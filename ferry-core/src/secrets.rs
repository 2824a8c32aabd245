//! Secrets management for ferry
//!
//! API tokens are stored separately from configuration to avoid accidental
//! sharing. The secrets file is located at `~/.config/ferry/secrets.toml` and
//! must have restrictive permissions (0600 on Unix).
//!
//! Loading priority:
//! 1. Environment variables (LINEAR_API_TOKEN, GITLAB_API_TOKEN)
//! 2. Secrets file (~/.config/ferry/secrets.toml)

use std::path::{Path, PathBuf};

use serde::{Deserialize, Serialize};
use tracing::{debug, warn};

use crate::{Error, Result};

/// Secrets structure
#[derive(Debug, Clone, Default, Deserialize, Serialize)]
#[serde(default)]
pub struct Secrets {
    /// Linear credentials
    pub linear: TokenSecret,

    /// GitLab credentials
    pub gitlab: TokenSecret,
}

/// A single API token
#[derive(Debug, Clone, Default, Deserialize, Serialize)]
#[serde(default)]
pub struct TokenSecret {
    /// API token
    pub token: Option<String>,
}

const TEMPLATE: &str = r#"# Ferry Secrets
# Keep this file out of version control; it must stay chmod 600.

[linear]
# Linear personal API key (Settings > API), sent verbatim as Authorization
token = ""

[gitlab]
# GitLab personal access token with the `api` scope
token = ""
"#;

impl Secrets {
    /// Load secrets from the default location, or empty secrets when no
    /// file exists there
    pub fn load() -> Result<Self> {
        match Self::default_secrets_path() {
            Some(path) if path.exists() => Self::load_from_file(&path),
            _ => Ok(Self::default()),
        }
    }

    /// Load secrets from `path`, refusing files readable by group or others
    pub fn load_from_file(path: &Path) -> Result<Self> {
        ensure_private(path)?;

        let contents = std::fs::read_to_string(path)?;
        let mut secrets: Secrets = toml::from_str(&contents)
            .map_err(|e| Error::Config(format!("Failed to parse secrets: {}", e)))?;

        secrets.linear.trim();
        secrets.gitlab.trim();
        Ok(secrets)
    }

    /// `~/.config/ferry/secrets.toml` on Unix
    pub fn default_secrets_path() -> Option<PathBuf> {
        dirs::config_dir().map(|p| p.join("ferry").join("secrets.toml"))
    }

    /// Linear API token; `LINEAR_API_TOKEN` wins over the file
    pub fn linear_token(&self) -> Option<String> {
        resolve_token("LINEAR_API_TOKEN", self.linear.token.as_deref())
    }

    /// GitLab API token; `GITLAB_API_TOKEN` wins over the file
    pub fn gitlab_token(&self) -> Option<String> {
        resolve_token("GITLAB_API_TOKEN", self.gitlab.token.as_deref())
    }

    /// Write an empty secrets file with mode 0600 at the default location
    ///
    /// Fails if a file is already there.
    pub fn create_template() -> Result<PathBuf> {
        let path = Self::default_secrets_path()
            .ok_or_else(|| Error::Config("Could not determine secrets path".to_string()))?;

        if path.exists() {
            return Err(Error::Config(format!(
                "Secrets file already exists at {}",
                path.display()
            )));
        }
        if let Some(parent) = path.parent() {
            std::fs::create_dir_all(parent)?;
        }

        std::fs::write(&path, TEMPLATE)?;
        #[cfg(unix)]
        {
            use std::os::unix::fs::PermissionsExt;
            std::fs::set_permissions(&path, std::fs::Permissions::from_mode(0o600))?;
        }

        warn!(path = %path.display(), "Created secrets template, add your tokens to it");
        Ok(path)
    }
}

impl TokenSecret {
    fn trim(&mut self) {
        if let Some(token) = self.token.as_mut() {
            *token = token.trim().to_string();
        }
    }
}

#[cfg(unix)]
fn ensure_private(path: &Path) -> Result<()> {
    use std::os::unix::fs::PermissionsExt;

    let mode = std::fs::metadata(path)?.permissions().mode() & 0o777;
    if mode & 0o077 != 0 {
        return Err(Error::Config(format!(
            "Secrets file {} has insecure permissions {:o}. Please run: chmod 600 {}",
            path.display(),
            mode,
            path.display()
        )));
    }
    debug!(path = %path.display(), mode = format!("{:o}", mode), "Secrets file permissions OK");
    Ok(())
}

#[cfg(not(unix))]
fn ensure_private(_path: &Path) -> Result<()> {
    Ok(())
}

fn resolve_token(env_var: &str, from_file: Option<&str>) -> Option<String> {
    if let Ok(token) = std::env::var(env_var) {
        let token = token.trim().to_string();
        if !token.is_empty() {
            debug!(env_var, "Using token from environment variable");
            return Some(token);
        }
    }

    match from_file {
        Some(token) if !token.is_empty() => {
            debug!(env_var, "Using token from secrets file");
            Some(token.to_string())
        }
        _ => None,
    }
}
//! GraphQL client with response caching, rate-limit retry, and dry-run

use std::collections::hash_map::DefaultHasher;
use std::collections::HashMap;
use std::hash::{Hash, Hasher};
use std::sync::Mutex;
use std::time::Duration;

use ferry_core::text::truncate_chars;
use ferry_core::{Config, Secrets};
use serde::{Deserialize, Serialize};
use serde_json::{json, Value};

use crate::logger::QueryLogger;
use crate::transport::{HttpResponse, HttpTransport, Transport};
use crate::{Error, Result};

/// Attempts made before giving up on a rate-limited request
pub const THROTTLE_RETRIES: u32 = 3;

const RATE_LIMITED_CODE: &str = "RATELIMITED";

#[derive(Debug, Deserialize)]
struct ErrorEnvelope {
    #[serde(default)]
    errors: Option<Vec<GraphQLErrorBody>>,
}

#[derive(Debug, Deserialize)]
struct GraphQLErrorBody {
    #[serde(default)]
    message: String,
    #[serde(default)]
    extensions: Option<ErrorExtensions>,
}

#[derive(Debug, Deserialize)]
struct ErrorExtensions {
    #[serde(default)]
    code: Option<String>,
}

impl GraphQLErrorBody {
    fn is_rate_limited(&self) -> bool {
        self.extensions
            .as_ref()
            .and_then(|ext| ext.code.as_deref())
            .is_some_and(|code| code == RATE_LIMITED_CODE)
    }
}

/// GraphQL client for the Linear API
///
/// Query responses are cached for the lifetime of the client, keyed by the
/// exact query text and variables. Mutations are never cached and are
/// skipped entirely in dry-run mode.
pub struct GraphqlClient<T: Transport = HttpTransport> {
    transport: T,
    dry_run: bool,
    sleep_duration: Duration,
    cache: Mutex<HashMap<u64, Value>>,
    logger: QueryLogger,
}

impl GraphqlClient<HttpTransport> {
    /// Create a client for `endpoint`
    pub fn new(endpoint: &str, authorization: Option<&str>, dry_run: bool) -> Result<Self> {
        let transport = HttpTransport::new(endpoint, authorization)?;
        Ok(Self::with_transport(transport, dry_run))
    }

    /// Create a client from configuration and secrets
    pub fn from_config(config: &Config, secrets: &Secrets) -> Result<Self> {
        let token = secrets.linear_token();
        let mut client = Self::new(
            &config.linear.endpoint,
            token.as_deref(),
            config.migration.linear_dry_run(),
        )?;
        client.set_sleep_duration(config.linear.retry_sleep);
        Ok(client)
    }
}

impl<T: Transport> GraphqlClient<T> {
    /// Create a client over a custom transport
    pub fn with_transport(transport: T, dry_run: bool) -> Self {
        Self {
            transport,
            dry_run,
            sleep_duration: Duration::from_secs(30),
            cache: Mutex::new(HashMap::new()),
            logger: QueryLogger,
        }
    }

    pub fn dry_run(&self) -> bool {
        self.dry_run
    }

    pub fn set_dry_run(&mut self, dry_run: bool) {
        self.dry_run = dry_run;
    }

    pub fn sleep_duration(&self) -> Duration {
        self.sleep_duration
    }

    pub fn set_sleep_duration(&mut self, duration: Duration) {
        self.sleep_duration = duration;
    }

    pub fn transport(&self) -> &T {
        &self.transport
    }

    /// Number of cached query responses
    pub fn cache_len(&self) -> usize {
        self.cache.lock().unwrap_or_else(|e| e.into_inner()).len()
    }

    /// Run a query, answering from the cache when the same query text and
    /// variables were seen before
    pub async fn query<V: Serialize + ?Sized>(&self, query: &str, variables: &V) -> Result<Value> {
        let variables = serde_json::to_value(variables)
            .map_err(|e| Error::Parse(format!("Failed to encode variables: {}", e)))?;

        self.logger.log_query(query, &variables);
        let key = cache_key(query, &variables);

        if let Some(cached) = self.cached(key) {
            self.logger.log_cache_hit(key);
            self.logger.log_response(&cached.to_string());
            return Ok(cached);
        }

        let result = self.execute(query, &variables).await?;
        self.cache
            .lock()
            .unwrap_or_else(|e| e.into_inner())
            .insert(key, result.clone());
        Ok(result)
    }

    /// Run a mutation; returns `None` without a network call in dry-run mode
    pub async fn mutation<V: Serialize + ?Sized>(
        &self,
        mutation: &str,
        variables: &V,
    ) -> Result<Option<Value>> {
        let variables = serde_json::to_value(variables)
            .map_err(|e| Error::Parse(format!("Failed to encode variables: {}", e)))?;

        if self.dry_run {
            self.logger.log_dry_run(mutation, &variables);
            return Ok(None);
        }

        self.logger.log_query(mutation, &variables);
        self.execute(mutation, &variables).await.map(Some)
    }

    fn cached(&self, key: u64) -> Option<Value> {
        self.cache
            .lock()
            .unwrap_or_else(|e| e.into_inner())
            .get(&key)
            .cloned()
    }

    async fn execute(&self, query: &str, variables: &Value) -> Result<Value> {
        let body = json!({
            "query": query,
            "variables": variables,
        });

        let mut attempts = 0;
        loop {
            let response = self.transport.post_json(&body).await?;
            self.logger.log_response(&response.body);

            let parsed = parse_body(&response)?;
            let envelope = ErrorEnvelope::deserialize(&parsed)
                .map_err(|e| Error::Parse(format!("Unexpected GraphQL error shape: {}", e)))?;
            let errors = envelope.errors.unwrap_or_default();

            if response.is_client_error() && errors.iter().any(GraphQLErrorBody::is_rate_limited)
            {
                attempts += 1;
                if attempts >= THROTTLE_RETRIES {
                    return Err(Error::RateLimitExceeded {
                        retries: THROTTLE_RETRIES,
                    });
                }
                self.logger
                    .log_rate_limited(attempts, self.sleep_duration.as_secs());
                tokio::time::sleep(self.sleep_duration).await;
                continue;
            }

            if !errors.is_empty() {
                let messages = errors
                    .iter()
                    .map(|e| e.message.as_str())
                    .collect::<Vec<_>>()
                    .join(", ");
                self.logger.log_error(&messages);
                return Err(Error::GraphQL(messages));
            }

            return Ok(parsed);
        }
    }
}

fn parse_body(response: &HttpResponse) -> Result<Value> {
    let parsed: Value = serde_json::from_str(&response.body).map_err(|e| {
        Error::Http(format!(
            "Invalid JSON response (status {}): {}: {}",
            response.status,
            e,
            truncate_chars(&response.body, 200)
        ))
    })?;

    if !parsed.is_object() {
        return Err(Error::Parse(format!(
            "GraphQL response is not an object (status {})",
            response.status
        )));
    }

    Ok(parsed)
}

fn cache_key(query: &str, variables: &Value) -> u64 {
    let mut hasher = DefaultHasher::new();
    query.hash(&mut hasher);
    variables.to_string().hash(&mut hasher);
    hasher.finish()
}

impl<T: Transport> std::fmt::Debug for GraphqlClient<T> {
    fn fmt(&self, f: &mut std::fmt::Formatter<'_>) -> std::fmt::Result {
        f.debug_struct("GraphqlClient")
            .field("dry_run", &self.dry_run)
            .field("sleep_duration", &self.sleep_duration)
            .field("cached", &self.cache_len())
            .finish_non_exhaustive()
    }
}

^^^^^^^^

** Aim of the task **
Find the word "status" in the entries above. Copy every line that has it.

** Task output **
            "Invalid JSON response (status {}): {}: {}",
            response.status,
            "GraphQL response is not an object (status {})",
            response.status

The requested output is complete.